## Exercise directions
All entries below are to be copied precisely as they appear.

## Extracted records
....

//! Invite Member Form
//!
//! Inline email form in the board header.

use leptos::prelude::*;
use leptos::task::spawn_local;

use crate::context::AppContext;
use crate::forms;
use crate::notify::Toast;

#[component]
pub fn InviteMemberForm(board_id: String) -> impl IntoView {
    let ctx = use_context::<AppContext>().expect("AppContext should be provided");
    let board_id = StoredValue::new(board_id);

    let (open, set_open) = signal(false);
    let (email, set_email) = signal(String::new());
    let (loading, set_loading) = signal(false);

    let on_invite = move |ev: web_sys::SubmitEvent| {
        ev.prevent_default();
        if loading.get_untracked() { return; }
        let address = match forms::required("Email", &email.get_untracked()) {
            Ok(a) => a,
            Err(e) => return ctx.notify(Toast::invalid(&e)),
        };
        let board_id = board_id.get_value();

        set_loading.set(true);
        spawn_local(async move {
            let result = ctx.api().invite_member(&board_id, &address).await;
            set_loading.try_set(false);
            match result {
                Ok(()) => {
                    ctx.notify(Toast::success("Invitation sent", format!("{} has been invited to this board.", address)));
                    set_email.try_set(String::new());
                    set_open.try_set(false);
                }
                Err(e) => ctx.report(&e, "Could not invite member."),
            }
        });
    };

    view! {
        {move || if open.get() {
            view! {
                <form class="invite-form" on:submit=on_invite>
                    <input
                        type="email"
                        placeholder="teammate@example.com"
                        required
                        prop:value=move || email.get()
                        prop:disabled=move || loading.get()
                        on:input=move |ev| set_email.set(event_target_value(&ev))
                    />
                    <button type="submit" disabled=move || loading.get()>"Invite"</button>
                    <button type="button" on:click=move |_| set_open.set(false)>"×"</button>
                </form>
            }.into_any()
        } else {
            view! {
                <button class="btn-outline" on:click=move |_| set_open.set(true)>"Invite"</button>
            }.into_any()
        }}
    }
}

....

## Response area
//! Invite Member Form
//!
//! Inline email form in the board header.

use leptos::prelude::*;
use leptos::task::spawn_local;

use crate::context::AppContext;
use crate::forms;
use crate::notify::Toast;

#[component]
pub fn InviteMemberForm(board_id: String) -> impl IntoView {
    let ctx = use_context::<AppContext>().expect("AppContext should be provided");
    let board_id = StoredValue::new(board_id);

    let (open, set_open) = signal(false);
    let (email, set_email) = signal(String::new());
    let (loading, set_loading) = signal(false);

    let on_invite = move |ev: web_sys::SubmitEvent| {
        ev.prevent_default();
        if loading.get_untracked() { return; }
        let address = match forms::required("Email", &email.get_untracked()) {
            Ok(a) => a,
            Err(e) => return ctx.notify(Toast::invalid(&e)),
        };
        let board_id = board_id.get_value();

        set_loading.set(true);
        spawn_local(async move {
            let result = ctx.api().invite_member(&board_id, &address).await;
            set_loading.try_set(false);
            match result {
                Ok(()) => {
                    ctx.notify(Toast::success("Invitation sent", format!("{} has been invited to this board.", address)));
                    set_email.try_set(String::new());
                    set_open.try_set(false);
                }
                Err(e) => ctx.report(&e, "Could not invite member."),
            }
        });
    };

    view! {
        {move || if open.get() {
            view! {
                <form class="invite-form" on:submit=on_invite>
                    <input
                        type="email"
                        placeholder="teammate@example.com"
                        required
                        prop:value=move || email.get()
                        prop:disabled=move || loading.get()
                        on:input=move |ev| set_email.set(event_target_value(&ev))
                    />
                    <button type="submit" disabled=move || loading.get()>"Invite"</button>
                    <button type="button" on:click=move |_| set_open.set(false)>"×"</button>
                </form>
            }.into_any()
        } else {
            view! {
                <button class="btn-outline" on:click=move |_| set_open.set(true)>"Invite"</button>
            }.into_any()
        }}
    }
}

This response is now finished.